Regia di Joachim Hedén vedi scheda film
Non si riesce bene a comprendere il motivo per cui a volte delle vere e proprie perle cinematografiche (il paragone non è casuale e chi avrà la fortuna di vedere il film lo capirà) rimangono celate al grande pubblico mentre vagonate di paccottiglia assortita continuano imperterrite a fare il giro delle nostre sale, con grande compiacimento ovviamente di coloro che hanno tutto l’interesse a mantenere verso il basso i LIVELLI qualitativi per garantirsi adeguati LIVELLI di affluenza.
Questione di scarsa educazione all’immagine probabilmente. Questione di cultura visiva forse latente all’interno delle masse che assalgono a frotte le compiacenti multisale specie in occasione dei fine settimana.
Ed eco che questo misconosciuto “New York Waiting”dello svedese Joachim Héden, lontano anni luce dai soliti cliché cui la cinematografia statunitense ci ha purtroppo abituati, capolavoro di finezza e sensibilità registica proveniente direttamente dai benemeriti circuiti indipendenti americani, trovatosi non si sa come ad essere inserito nel programma della prima Festa Internazionale di Roma, riesce a sorprendere gli sparuti privilegiati presenti alla sua prèmiere italiana per il coinvolgimento emotivo creato, fatto di sottili emozioni e vibrazioni sul filo dei ricordi, per le sue suggestioni liriche e visive, per quel modo esclusivo di sviluppare temi carichi di sentimento con grande asciuttezza e vibrante carica poetica, per l’accurata attenzione nei confronti dei più insignificanti particolari, per la cura maniacale rivolta alla psicologia dei personaggi oltre che per l’estrema finezza e godibilità dei dialoghi in versione originale, il tutto velato da una suggestiva atmosfera minimalista che fortunatamente non fa affatto tendenza, ma crea le giuste premesse per una sana godibilità di visione, il tutto condito con un’avvincente colonna sonora in evidente funzione espressiva.

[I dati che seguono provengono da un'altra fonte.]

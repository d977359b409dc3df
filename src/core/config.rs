//! Configuration loading from YAML
//!
//! A configuration source declares a project, optional variables and
//! applications, and any number of named pipelines. Loading parses the
//! source, applies the workspace filter, renders `image_url` templates and
//! validates the structural invariants of the pipeline graph.

use crate::core::{
    context::EvalContext,
    pipeline::Pipeline,
    step::{Step, StepKind},
};
use crate::error::ConfigError;
use serde::{Deserialize, Serialize};
use serde_yaml::Value;
use std::collections::{BTreeMap, HashSet};
use std::path::Path;
use tracing::{debug, instrument};

/// Maximum configuration source size (1 MiB)
const MAX_CONFIG_SIZE: usize = 1024 * 1024;

/// Options controlling how a configuration source is materialized
#[derive(Debug, Clone, PartialEq, Eq, Serialize, Deserialize)]
pub struct LoadOptions {
    /// Workspace whose conditionally-included blocks are kept
    pub workspace: String,
}

impl Default for LoadOptions {
    fn default() -> Self {
        Self {
            workspace: "default".to_string(),
        }
    }
}

impl LoadOptions {
    pub fn new() -> Self {
        Self::default()
    }

    pub fn with_workspace(mut self, workspace: impl Into<String>) -> Self {
        self.workspace = workspace.into();
        self
    }
}

/// Top-level document as written in YAML
#[derive(Debug, Clone, Deserialize)]
#[serde(deny_unknown_fields)]
struct RawConfig {
    project: String,

    #[serde(default)]
    variables: BTreeMap<String, Value>,

    #[serde(default)]
    apps: Vec<RawApp>,

    #[serde(default)]
    pipelines: Vec<RawPipeline>,
}

#[derive(Debug, Clone, Deserialize)]
struct RawApp {
    name: String,

    #[serde(flatten)]
    body: BTreeMap<String, Value>,
}

#[derive(Debug, Clone, Deserialize)]
#[serde(deny_unknown_fields)]
struct RawPipeline {
    name: String,

    /// Workspaces this pipeline is included in (absent = all)
    #[serde(default)]
    workspaces: Option<Vec<String>>,

    #[serde(default)]
    steps: Vec<RawStep>,
}

#[derive(Debug, Clone, Deserialize)]
#[serde(deny_unknown_fields)]
struct RawStep {
    name: String,

    #[serde(default)]
    workspaces: Option<Vec<String>>,

    #[serde(default)]
    image_url: Option<String>,

    #[serde(default)]
    depends_on: Vec<String>,

    #[serde(default, rename = "use")]
    use_: Option<RawUse>,

    #[serde(default)]
    pipeline: Option<RawPipeline>,

    #[serde(default)]
    pipeline_ref: Option<String>,
}

#[derive(Debug, Clone, Deserialize)]
struct RawUse {
    #[serde(rename = "type")]
    plugin: String,

    #[serde(flatten)]
    body: BTreeMap<String, Value>,
}

/// Application block; its body is opaque to the pipeline compiler
#[derive(Debug, Clone, PartialEq)]
pub struct App {
    pub name: String,
    pub body: Value,
}

/// A loaded configuration
///
/// Immutable once built; safe to share between readers.
#[derive(Debug, Clone, PartialEq)]
pub struct Config {
    /// Project namespace every pipeline belongs to
    pub project: String,

    /// Application blocks in declaration order
    pub apps: Vec<App>,

    variables: EvalContext,
    pipelines: Vec<Pipeline>,
}

/// Load a configuration file
pub fn load<P: AsRef<Path>>(path: P, options: &LoadOptions) -> Result<Config, ConfigError> {
    Config::from_file(path, options)
}

impl Config {
    /// Build a configuration directly, without structural validation
    pub fn new(project: impl Into<String>, pipelines: Vec<Pipeline>) -> Self {
        Self {
            project: project.into(),
            apps: Vec::new(),
            variables: EvalContext::new(),
            pipelines,
        }
    }

    pub fn with_variables(mut self, variables: EvalContext) -> Self {
        self.variables = variables;
        self
    }

    /// Load configuration from a YAML file
    #[instrument(skip_all, fields(path = %path.as_ref().display()))]
    pub fn from_file<P: AsRef<Path>>(path: P, options: &LoadOptions) -> Result<Self, ConfigError> {
        let path = path.as_ref();
        let io_error = |e| ConfigError::Io {
            path: path.display().to_string(),
            source: e,
        };

        let metadata = std::fs::metadata(path).map_err(io_error)?;
        if metadata.len() > MAX_CONFIG_SIZE as u64 {
            return Err(ConfigError::parse(
                &path.display().to_string(),
                format!("source is {} bytes (max: {})", metadata.len(), MAX_CONFIG_SIZE),
            ));
        }

        let content = std::fs::read_to_string(path).map_err(io_error)?;
        debug!(size = content.len(), "read configuration file");
        Self::parse(&content, &path.display().to_string(), options)
    }

    /// Parse configuration from a YAML string
    pub fn from_yaml(yaml: &str, options: &LoadOptions) -> Result<Self, ConfigError> {
        Self::parse(yaml, "<inline>", options)
    }

    fn parse(yaml: &str, source_name: &str, options: &LoadOptions) -> Result<Self, ConfigError> {
        if yaml.len() > MAX_CONFIG_SIZE {
            return Err(ConfigError::parse(
                source_name,
                format!("source is {} bytes (max: {})", yaml.len(), MAX_CONFIG_SIZE),
            ));
        }

        let raw: RawConfig =
            serde_yaml::from_str(yaml).map_err(|e| ConfigError::from_yaml(source_name, e))?;

        let variables = parse_variables(&raw.variables)?;
        let loader = Loader {
            source_name,
            workspace: &options.workspace,
            variables: &variables,
        };

        let pipelines = raw
            .pipelines
            .iter()
            .filter(|p| loader.included(&p.workspaces))
            .map(|p| loader.pipeline(p))
            .collect::<Result<Vec<_>, _>>()?;

        let apps = raw
            .apps
            .into_iter()
            .map(|a| App {
                name: a.name,
                body: Value::Mapping(a.body.into_iter().map(|(k, v)| (Value::String(k), v)).collect()),
            })
            .collect();

        let config = Config {
            project: raw.project,
            apps,
            variables,
            pipelines,
        };
        config.validate()?;

        debug!(
            project = %config.project,
            pipelines = config.pipelines.len(),
            workspace = %options.workspace,
            "loaded configuration"
        );
        Ok(config)
    }

    /// Validate the structural invariants of the configuration
    pub fn validate(&self) -> Result<(), ConfigError> {
        if self.project.is_empty() {
            return Err(ConfigError::Validation("project name must not be empty".to_string()));
        }

        let mut app_names = HashSet::new();
        for app in &self.apps {
            if !app_names.insert(app.name.as_str()) {
                return Err(ConfigError::Validation(format!(
                    "Duplicate application name: {}",
                    app.name
                )));
            }
        }

        let mut pipeline_names = HashSet::new();
        for pipeline in &self.pipelines {
            if !pipeline_names.insert(pipeline.name.as_str()) {
                return Err(ConfigError::Validation(format!(
                    "Duplicate pipeline name: {}",
                    pipeline.name
                )));
            }
        }

        // Embedded pipelines are checked with the same rules as top-level ones
        let mut pending: Vec<&Pipeline> = self.pipelines.iter().collect();
        while let Some(pipeline) = pending.pop() {
            validate_pipeline(pipeline)?;
            pending.extend(pipeline.embedded());
        }

        Ok(())
    }

    /// Top-level pipelines in declaration order
    pub fn pipelines(&self) -> &[Pipeline] {
        &self.pipelines
    }

    /// Variables declared by the configuration
    pub fn variables(&self) -> &EvalContext {
        &self.variables
    }

    /// Look up a top-level pipeline by name
    ///
    /// Returns `Ok(None)` when no pipeline has that name. With an evaluation
    /// context, every plugin body reachable from the pipeline is re-rendered
    /// and an undeclared variable is reported as an error.
    pub fn pipeline(
        &self,
        name: &str,
        ctx: Option<&EvalContext>,
    ) -> Result<Option<&Pipeline>, ConfigError> {
        let Some(pipeline) = self.pipelines.iter().find(|p| p.name == name) else {
            return Ok(None);
        };

        if let Some(ctx) = ctx {
            let ctx = self.variables.merged(Some(ctx));
            let mut pending = vec![pipeline];
            while let Some(current) = pending.pop() {
                for step in &current.steps {
                    match &step.kind {
                        StepKind::Plugin(use_) => {
                            let mut missing = Vec::new();
                            ctx.render_value(&use_.body, &mut missing);
                            if let Some(var) = missing.first() {
                                return Err(ConfigError::parse(
                                    &format!("pipeline \"{}\"", name),
                                    format!(
                                        "step \"{}\" references undeclared variable \"{}\"",
                                        step.name, var
                                    ),
                                ));
                            }
                        }
                        StepKind::Embedded(p) => pending.push(p),
                        StepKind::Reference(_) => {}
                    }
                }
            }
        }

        Ok(Some(pipeline))
    }
}

fn parse_variables(raw: &BTreeMap<String, Value>) -> Result<EvalContext, ConfigError> {
    let mut ctx = EvalContext::new();
    for (key, value) in raw {
        let rendered = match value {
            Value::String(s) => s.clone(),
            Value::Number(n) => n.to_string(),
            Value::Bool(b) => b.to_string(),
            _ => {
                return Err(ConfigError::Validation(format!(
                    "Variable '{}' must be a string, number or bool",
                    key
                )))
            }
        };
        ctx.set_variable(key.clone(), rendered);
    }
    Ok(ctx)
}

/// Converts raw YAML declarations into the domain model
struct Loader<'a> {
    source_name: &'a str,
    workspace: &'a str,
    variables: &'a EvalContext,
}

impl Loader<'_> {
    fn included(&self, workspaces: &Option<Vec<String>>) -> bool {
        match workspaces {
            Some(list) => list.iter().any(|w| w == self.workspace),
            None => true,
        }
    }

    /// A step embedding a pipeline is dropped along with that pipeline
    fn step_included(&self, raw: &RawStep) -> bool {
        self.included(&raw.workspaces)
            && raw
                .pipeline
                .as_ref()
                .map_or(true, |embedded| self.included(&embedded.workspaces))
    }

    fn pipeline(&self, raw: &RawPipeline) -> Result<Pipeline, ConfigError> {
        let steps = raw
            .steps
            .iter()
            .filter(|s| self.step_included(s))
            .map(|s| self.step(&raw.name, s))
            .collect::<Result<Vec<_>, _>>()?;
        Ok(Pipeline::new(raw.name.clone(), steps))
    }

    fn step(&self, pipeline: &str, raw: &RawStep) -> Result<Step, ConfigError> {
        let declared = [raw.use_.is_some(), raw.pipeline.is_some(), raw.pipeline_ref.is_some()]
            .iter()
            .filter(|set| **set)
            .count();
        if declared != 1 {
            return Err(ConfigError::Validation(format!(
                "Step '{}' in pipeline '{}' must declare exactly one of 'use', 'pipeline' or 'pipeline_ref' (found {})",
                raw.name, pipeline, declared
            )));
        }

        if raw.image_url.is_some() && raw.use_.is_none() {
            return Err(ConfigError::Validation(format!(
                "Step '{}' in pipeline '{}' sets 'image_url' but does not use a plugin",
                raw.name, pipeline
            )));
        }

        let step = if let Some(use_) = &raw.use_ {
            let image_url = match &raw.image_url {
                Some(template) => self.variables.render(template).map_err(|missing| {
                    ConfigError::parse(
                        self.source_name,
                        format!(
                            "step '{}' image_url references undeclared variable '{}'",
                            raw.name,
                            missing.join("', '")
                        ),
                    )
                })?,
                None => String::new(),
            };
            let body = Value::Mapping(
                use_.body
                    .iter()
                    .map(|(k, v)| (Value::String(k.clone()), v.clone()))
                    .collect(),
            );
            Step::plugin(raw.name.clone(), use_.plugin.clone(), image_url, body)
        } else if let Some(embedded) = &raw.pipeline {
            Step::embedded(raw.name.clone(), self.pipeline(embedded)?)
        } else {
            let target = raw.pipeline_ref.clone().unwrap_or_default();
            Step::reference(raw.name.clone(), target)
        };

        Ok(step.with_depends_on(raw.depends_on.iter().cloned()))
    }
}

fn validate_pipeline(pipeline: &Pipeline) -> Result<(), ConfigError> {
    if pipeline.name.is_empty() {
        return Err(ConfigError::Validation("pipeline name must not be empty".to_string()));
    }

    let mut seen = HashSet::new();
    for step in &pipeline.steps {
        if step.name.is_empty() {
            return Err(ConfigError::Validation(format!(
                "Pipeline '{}' has a step with an empty name",
                pipeline.name
            )));
        }
        if !seen.insert(step.name.as_str()) {
            return Err(ConfigError::Validation(format!(
                "Duplicate step name '{}' in pipeline '{}'",
                step.name, pipeline.name
            )));
        }
    }

    for step in &pipeline.steps {
        for dep in &step.depends_on {
            if !seen.contains(dep.as_str()) {
                return Err(ConfigError::Validation(format!(
                    "Step '{}' depends on non-existent step '{}'",
                    step.name, dep
                )));
            }
        }
        if let StepKind::Reference(target) = &step.kind {
            if target.is_empty() {
                return Err(ConfigError::Validation(format!(
                    "Step '{}' has an empty pipeline_ref",
                    step.name
                )));
            }
        }
    }

    Ok(())
}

In un’efficace alternanza tra un presente carico di potenziali promesse ed un passato intriso nel morbido grigiore di un bianconero che evoca recenti e dolorosi ricordi mai sopiti e dove lo scrosciare della pioggia assume la valenza di una dolorosa metafora, “New York waiting” procede con leggerezza estrema, senza mai forzare sul ritmo, lungo un tracciato fatto di attese, di cambiamenti, di rimpianti, di sentimenti che non si rassegnano a svanire all’ombra dell’oblio, di nuovi palpiti che in modo quasi impercettibile sorgono sotto l’ala protettrice di una New York quasi alleniana, ricca di verde, di colori ovattati, di un’atmosfera primaverile che non riesce a lenire le ferite dell’anima, ma anche di multicolori visioni notturne riflesse nelle sagome dei grattacieli ripresi da una prospettiva aerea.
Una New York, insomma, che aspetta in silenzio il pigro evolversi degli avvenimenti, il lento fermentare delle affinità nascoste che chiedono (ma non ottengono) di venire alla luce, che contempla distratta i piccoli, impercettibili drammi della vita, non negando di offrirsi come ideale palcoscenico per nuovi ed inediti incontri all’ombra di una sottile e forse passeggera disillusione. Una New York paziente, che aspetta che l’alchimia di un nuovo, fortuito incontro, giunga a realizzazione, pur con estrema lentezza, d’altra parte estremamente necessaria per mettere debitamente a punto le relative affinità caratteriali, celate nell’archivio dei desideri non espressi. E l’ombra di “Lost in translation” è appena lì dietro l‘angolo perché anche nella presente pellicola è assolutamente impossibile recuperare l’evanescente fascino eversivo dei gesti, degli sguardi e degli atteggiamenti minimali, parzialmente perduto nella translitterazione in parole.
Il regista affronta la sua prova con discrezione estrema, badando più al viaggio di maturazione dei suoi personaggi attraverso le apparenti coincidenze della vita che ad un’evoluzione affettata della storia, inglobando i silenzi, le pause, le attese nel medesimo tessuto connettivo della materia, offrendoci un finale forse scontato in questo suo dramma rivestito dei panni della commedia (o viceversa, perché i due generi qui si lambiscono e si compenetrano a vicenda), anche se ci risparmia fortunatamente, e sarebbe stato l’unico neo di un capolavoro tutt’altro che annunciato, il tipico finale hollywoodiano scritto con carta carbone anche in un periodo in cui non esistono ormai più in circolazione le macchine da scrivere.
Riuscirà il film ad arrivare nelle nostre sale senza essere letteralmente massacrato dal solito doppiaggio in grado di dissolvere buona parte del suo fascino evocativo? La risposta è scontata e non ammette alcun dubbio, per la serie “Carpe diem oppure continua a mangiare ste' minestre riscaldate!”